There’s something about places of magnitude that have the ability to make you feel insignificant. I crave those places and that humbling feeling of being so small in comparison. Growing up in small-town Michigan, where the local mountains had a whopping 300 feet of vertical, the place that made me feel smallest was the night sky in my backyard. Fast forward 20 years and I’m looking up at that same night sky, this time in the High Sierra backcountry. The same Big Dipper and Orion, and the same breathtaking magnitude.
I wholeheartedly believe that snowboarding and skiing for some is not a sport, but a journey. Some people strap or click in for that first time and everything is changed, whether it’s before the age of 2 or at 32. My journey started before my second birthday on skis at Alpine Valley Michigan. My dad, a second-generation instructor, and me in my hot pink onesie (obvi before I had control over my wardrobe), out cruising the groomers. And from that moment, there hasn’t been a winter where I haven't slid on snow.
I switched to snowboarding when I was 8 and my dad was desperate to keep me active in both disciplines. But after a season, he gave up trying to make me ski. There was nothing I cared about the same way I cared about snowboarding, and then when I was old enough to understand the teaching side of things, I was consumed by that too. I passed my first instructor certification exam at 18 before my journey took me to the next destination. My first winter in Vermont kicked my ass. I was pretty good in the Midwest hills, but the East Coast was no joke. I took my Level 2 exam, and failed, almost quit but didn’t, took it again and passed it two years later. By the time my journey took me across the country at 25, I had seven years of ice, steeps, bumps, and trees under my belt.

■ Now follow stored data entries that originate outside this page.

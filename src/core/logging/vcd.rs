//! Value change dump writer.
//!
//! Produces the textual format understood by common waveform viewers: a
//! header declaring every signal inside its module scope, the initial values
//! under `$dumpvars`, then one `#<time>` section per instant with changes.

use std::fs::File;
use std::io::{self, BufWriter, Write};
use std::path::Path;

use log::{debug, warn};

use super::{Logger, SignalInfo};
use crate::core::error::{SimError, SimResult};
use crate::core::time::{SimTime, Timescale};
use crate::core::values::{Value, ValueKind};

#[derive(Default)]
struct ScopeNode {
    name: String,
    signals: Vec<usize>,
    children: Vec<ScopeNode>,
}

impl ScopeNode {
    fn child(&mut self, name: &str) -> &mut ScopeNode {
        let index = match self.children.iter().position(|c| c.name == name) {
            Some(index) => index,
            None => {
                self.children.push(ScopeNode { name: name.to_string(), ..Default::default() });
                self.children.len() - 1
            }
        };
        &mut self.children[index]
    }
}

/// Writes a value change dump to any `Write` sink.
pub struct VcdLogger<W: Write> {
    out: W,
    /// Identifier code per signal index.
    codes: Vec<String>,
    last_time: Option<SimTime>,
    /// First write failure; reported by the next flush.
    error: Option<io::Error>,
}

impl VcdLogger<BufWriter<File>> {
    /// Create a dump file at `path`.
    pub fn create(path: impl AsRef<Path>) -> SimResult<Self> {
        let file = File::create(path.as_ref())?;
        debug!("Writing value change dump to {}", path.as_ref().display());
        Ok(Self::new(BufWriter::new(file)))
    }
}

impl<W: Write> VcdLogger<W> {
    pub fn new(out: W) -> Self {
        Self {
            out,
            codes: Vec::new(),
            last_time: None,
            error: None,
        }
    }

    pub fn into_inner(self) -> W {
        self.out
    }

    fn write_header(&mut self, signals: &[SignalInfo], timescale: Timescale) -> io::Result<()> {
        let unit = timescale
            .unit_string()
            .map_err(|e| io::Error::new(io::ErrorKind::InvalidInput, e.to_string()))?;
        writeln!(self.out, "$version sigsim {} $end", env!("CARGO_PKG_VERSION"))?;
        writeln!(self.out, "$timescale {} $end", unit)?;

        let mut root = ScopeNode::default();
        for (index, info) in signals.iter().enumerate() {
            let mut node = &mut root;
            for part in info.scope.split('.') {
                node = node.child(part);
            }
            node.signals.push(index);
        }
        for child in &root.children {
            self.write_scope(child, signals)?;
        }
        writeln!(self.out, "$enddefinitions $end")?;

        writeln!(self.out, "#0")?;
        writeln!(self.out, "$dumpvars")?;
        for (index, info) in signals.iter().enumerate() {
            let line = format_change(&info.initial, &self.codes[index]);
            writeln!(self.out, "{}", line)?;
        }
        writeln!(self.out, "$end")?;
        self.last_time = Some(SimTime::ZERO);
        Ok(())
    }

    fn write_scope(&mut self, node: &ScopeNode, signals: &[SignalInfo]) -> io::Result<()> {
        writeln!(self.out, "$scope module {} $end", node.name)?;
        for &index in &node.signals {
            let info = &signals[index];
            let (var_type, width) = var_declaration(info.kind);
            writeln!(
                self.out,
                "$var {} {} {} {} $end",
                var_type, width, self.codes[index], info.name
            )?;
        }
        for child in &node.children {
            self.write_scope(child, signals)?;
        }
        writeln!(self.out, "$upscope $end")
    }

    fn write_change(&mut self, index: usize, time: SimTime, value: &Value) -> io::Result<()> {
        if self.last_time != Some(time) {
            writeln!(self.out, "#{}", time.ticks())?;
            self.last_time = Some(time);
        }
        let line = format_change(value, &self.codes[index]);
        writeln!(self.out, "{}", line)
    }
}

impl<W: Write> Logger for VcdLogger<W> {
    fn register(&mut self, signals: &[SignalInfo], timescale: Timescale) -> SimResult<()> {
        self.codes = (0..signals.len()).map(identifier_code).collect();
        self.write_header(signals, timescale)?;
        Ok(())
    }

    fn on_signal_change(&mut self, signal: &SignalInfo, time: SimTime, value: &Value) {
        if self.error.is_some() {
            return;
        }
        let index = signal.id.index();
        if index >= self.codes.len() {
            warn!("Change of unregistered signal {} ignored", signal.path);
            return;
        }
        if let Err(err) = self.write_change(index, time, value) {
            warn!("Value change dump write failed at {}: {}", time, err);
            self.error = Some(err);
        }
    }

    fn flush(&mut self, _time: SimTime) -> SimResult<()> {
        if let Some(err) = self.error.take() {
            return Err(SimError::Logger(err.to_string()));
        }
        self.out.flush()?;
        Ok(())
    }
}

/// Short printable identifier for the signal at `index`: `!`, `"`, ... `~`,
/// then two characters and so on.
fn identifier_code(index: usize) -> String {
    let mut code = String::new();
    let mut n = index;
    loop {
        code.push(char::from(b'!' + (n % 94) as u8));
        n /= 94;
        if n == 0 {
            break;
        }
    }
    code
}

fn var_declaration(kind: ValueKind) -> (&'static str, u32) {
    match kind {
        ValueKind::Bit => ("wire", 1),
        ValueKind::Int => ("integer", 64),
        ValueKind::Real => ("real", 64),
        ValueKind::Vector(width) => ("wire", u32::from(width)),
        ValueKind::Str => ("string", 1),
    }
}

fn format_change(value: &Value, code: &str) -> String {
    match value {
        Value::Bit(bit) => format!("{}{}", u8::from(*bit), code),
        Value::Int(v) => format!("b{:b} {}", *v as u64, code),
        Value::Vector { width, bits } => {
            format!("b{:0w$b} {}", bits, code, w = usize::from(*width))
        }
        Value::Real(v) => format!("r{} {}", v, code),
        Value::Str(text) => {
            let text: String = text
                .chars()
                .map(|c| if c.is_whitespace() { '_' } else { c })
                .collect();
            format!("s{} {}", text, code)
        }
    }
}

A week after my 31st birthday, I entered a new era of my journey: the backcountry. Now this was an arena I’ve been cautious but curious to enter. Despite my vibrant confidence on in-bound snow and playful flow through pow trees, the backcountry was a wild and unpredictable place that could give or take with indifference. It’s also incredibly intimidating to be a novice at something. Like many things in life, it’s a necessary discomfort. It’s an opportunity to show yourself grace for not knowing what you don’t know.

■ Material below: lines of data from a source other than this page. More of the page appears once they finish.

#[test]
fn test_immediate_write_is_visible_in_the_same_delta() {
    let seen: Journal<i64> = journal();
    let trace = TraceLogger::new();
    let mut design = Design::new("tb");
    let x = {
        let mut root = design.root();
        let x = root.signal("x", ValueKind::Int).unwrap();
        let log = seen.clone();
        root.process_fn("writer", move |ctx| {
            ctx.assign(x, 5)?;
            ctx.assign_immediate(x, 9)?;
            log.borrow_mut().push(ctx.read_int(x)?);
            Ok(Suspend::Terminate)
        })
        .unwrap();
        let log = seen.clone();
        root.process_fn("reader", move |ctx| {
            log.borrow_mut().push(ctx.read_int(x)?);
            Ok(Suspend::Terminate)
        })
        .unwrap();
        x
    };

    let mut sim = start(design, Some(Box::new(trace.clone())));
    sim.run(0).unwrap();
    assert_eq!(*seen.borrow(), vec![9, 9]);
    assert_eq!(sim.value(x).unwrap(), &Value::Int(9));
    assert_eq!(trace.changes_of("tb.x"), vec![(SimTime::ZERO, Value::Int(9))]);
}

#[test]
fn test_delayed_assignments_are_inertial() {
    let trace = TraceLogger::new();
    let mut design = Design::new("tb");
    {
        let mut root = design.root();
        let plain = root.signal("plain", ValueKind::Int).unwrap();
        let rescheduled = root.signal("rescheduled", ValueKind::Int).unwrap();
        let overridden = root.signal("overridden", ValueKind::Int).unwrap();

        root.process_fn("plain_drv", move |ctx| {
            ctx.assign_after(plain, 4, 15)?;
            Ok(Suspend::Terminate)
        })
        .unwrap();

        let mut step = 0;
        root.process_fn("resched_drv", move |ctx| {
            step += 1;
            match step {
                1 => {
                    ctx.assign_after(rescheduled, 1, 50)?;
                    Ok(Suspend::Delay(10))
                }
                _ => {
                    ctx.assign_after(rescheduled, 2, 50)?;
                    Ok(Suspend::Terminate)
                }
            }
        })
        .unwrap();

        let mut step = 0;
        root.process_fn("override_drv", move |ctx| {
            step += 1;
            match step {
                1 => {
                    ctx.assign_after(overridden, 7, 20)?;
                    Ok(Suspend::Delay(5))
                }
                _ => {
                    ctx.assign(overridden, 3)?;
                    Ok(Suspend::Terminate)
                }
            }
        })
        .unwrap();
    }

    let mut sim = start(design, Some(Box::new(trace.clone())));
    sim.run(200).unwrap();
    assert_eq!(trace.changes_of("tb.plain"), vec![(SimTime::new(15), Value::Int(4))]);
    assert_eq!(trace.changes_of("tb.rescheduled"), vec![(SimTime::new(60), Value::Int(2))]);
    assert_eq!(trace.changes_of("tb.overridden"), vec![(SimTime::new(5), Value::Int(3))]);
}

#[test]
fn test_wait_any_resumes_once_and_drops_stale_waiters() {
    let wakes: Journal<u64> = journal();
    let mut design = Design::new("tb");
    {
        let mut root = design.root();
        let a = root.signal("a", ValueKind::Bit).unwrap();
        let b = root.signal("b", ValueKind::Bit).unwrap();

        let mut step = 0;
        root.process_fn("driver", move |ctx| {
            step += 1;
            match step {
                1 => Ok(Suspend::Delay(5)),
                2 => {
                    ctx.assign(b, true)?;
                    Ok(Suspend::Delay(5))
                }
                _ => {
                    ctx.assign(a, true)?;
                    Ok(Suspend::Terminate)
                }
            }
        })
        .unwrap();

        let log = wakes.clone();
        let mut step = 0;
        root.process_fn("watcher", move |ctx| {
            step += 1;
            match step {
                1 => Ok(Suspend::WaitAny(vec![a.rising(), b.rising()])),
                2 => {
                    log.borrow_mut().push(ctx.now().ticks());
                    Ok(Suspend::Delay(100))
                }
                _ => Ok(Suspend::Terminate),
            }
        })
        .unwrap();
    }

    let mut sim = start(design, None);
    sim.run(50).unwrap();
    assert_eq!(*wakes.borrow(), vec![5]);
}

#[test]
fn test_wait_for_value() {
    let hits: Journal<u64> = journal();
    let mut design = Design::new("tb");
    {
        let mut root = design.root();
        let cnt = root.signal("cnt", ValueKind::Int).unwrap();
        root.process_fn("incr", move |ctx| {
            let next = ctx.read_int(cnt)? + 1;
            ctx.assign(cnt, next)?;
            Ok(Suspend::Delay(10))
        })
        .unwrap();

        let log = hits.clone();
        let mut armed = false;
        root.process_fn("watch", move |ctx| {
            if armed {
                log.borrow_mut().push(ctx.now().ticks());
                return Ok(Suspend::Terminate);
            }
            armed = true;
            Ok(Suspend::Wait(cnt.becomes(3)))
        })
        .unwrap();
    }

    let mut sim = start(design, None);
    sim.run(100).unwrap();
    assert_eq!(*hits.borrow(), vec![20]);
}

#[test]
fn test_signal_history_queries() {
    let seen: Journal<(Value, u64, bool, bool)> = journal();
    let mut design = Design::new("tb");
    {
        let mut root = design.root();
        let sig = root.signal("sig", ValueKind::Int).unwrap();
        let mut step = 0;
        root.process_fn("driver", move |ctx| {
            step += 1;
            if step == 1 {
                return Ok(Suspend::Delay(10));
            }
            ctx.assign(sig, 1)?;
            Ok(Suspend::Terminate)
        })
        .unwrap();

        let log = seen.clone();
        let mut step = 0;
        root.process_fn("checker", move |ctx| {
            step += 1;
            if step == 1 {
                return Ok(Suspend::Until(SimTime::new(25)));
            }
            log.borrow_mut().push((
                ctx.last_value(sig)?.clone(),
                ctx.last_event(sig)?,
                ctx.stable(sig, 10)?,
                ctx.stable(sig, 20)?,
            ));
            Ok(Suspend::Terminate)
        })
        .unwrap();
    }

    let mut sim = start(design, None);
    sim.run(30).unwrap();
    assert_eq!(*seen.borrow(), vec![(Value::Int(0), 15, true, false)]);
}

#[test]
fn test_spawned_process_runs_next_delta() {
    let seen: Journal<(String, u64, u32)> = journal();
    let spawned: Journal<ProcessId> = journal();
    let duplicates: Journal<bool> = journal();
    let mut design = Design::new("tb");
    {
        let mut root = design.root();
        let log = seen.clone();
        let ids = spawned.clone();
        let dup = duplicates.clone();
        root.process_fn("parent", move |ctx| {
            let log = log.clone();
            let id = ctx.spawn_fn("worker", move |ctx| {
                log.borrow_mut().push((ctx.process_name().to_string(), ctx.now().ticks(), ctx.delta()));
                Ok(Suspend::Terminate)
            })?;
            ids.borrow_mut().push(id);
            let again = ctx.spawn_fn("worker", |_ctx| Ok(Suspend::Terminate));
            dup.borrow_mut().push(matches!(again, Err(SimError::DuplicateName { .. })));
            Ok(Suspend::Terminate)
        })
        .unwrap();
    }

    let mut sim = start(design, None);
    sim.run(0).unwrap();
    assert_eq!(*seen.borrow(), vec![("tb.worker".to_string(), 0, 1)]);
    assert_eq!(*duplicates.borrow(), vec![true]);
    let id = spawned.borrow()[0];
    assert_eq!(sim.process_state(id), Ok(ProcessState::Terminated));
}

High Sierra Snowcat and Yurt took six of us—myself and the Coalition Snow crew—into the Eastern Sierra Nevada for 36 hours of shenanigans. I was on a demo Sojourner Split, with skins borrowed from Jen, and poles borrowed from Coral’s husband, and an avy kit rented from HSS. I was talked through setting up the bindings and how to slide them into each position. Then hosed down with all sorts of instruction from uphilling tips, to content direction, to necessary safety and risk information.
My biggest fear was being the person that held the rest of the group back—especially on the skin track. I hiked frequently in the summer, and hiked the beginner hill in my snowboard lessons at 6,000 feet in the winter; but I was a huffer and puffer and bitcher and moaner, happy to put the onus of being winded on the elevation. My biggest regret on the first skin was overestimating my temperature. I did not layer correctly. Long underwear, then knit blend, then black puffy—I was a dutch oven. But to my surprise, I was not huffing and puffing as much as I thought I would. The second skin up, I got my temperature right, but I could definitely feel the muscles I had used earlier.
Lucky for me, my first time into the backcountry was with an amazing and supportive group of women who offered tips every step of the way. They were patient and also didn’t laugh when, to my embarrassment, realized I had my splitboard halves on the wrong feet. They waited when I needed to rest, and answered all my questions, and made me feel like I was a backcountry veteran like the rest of them.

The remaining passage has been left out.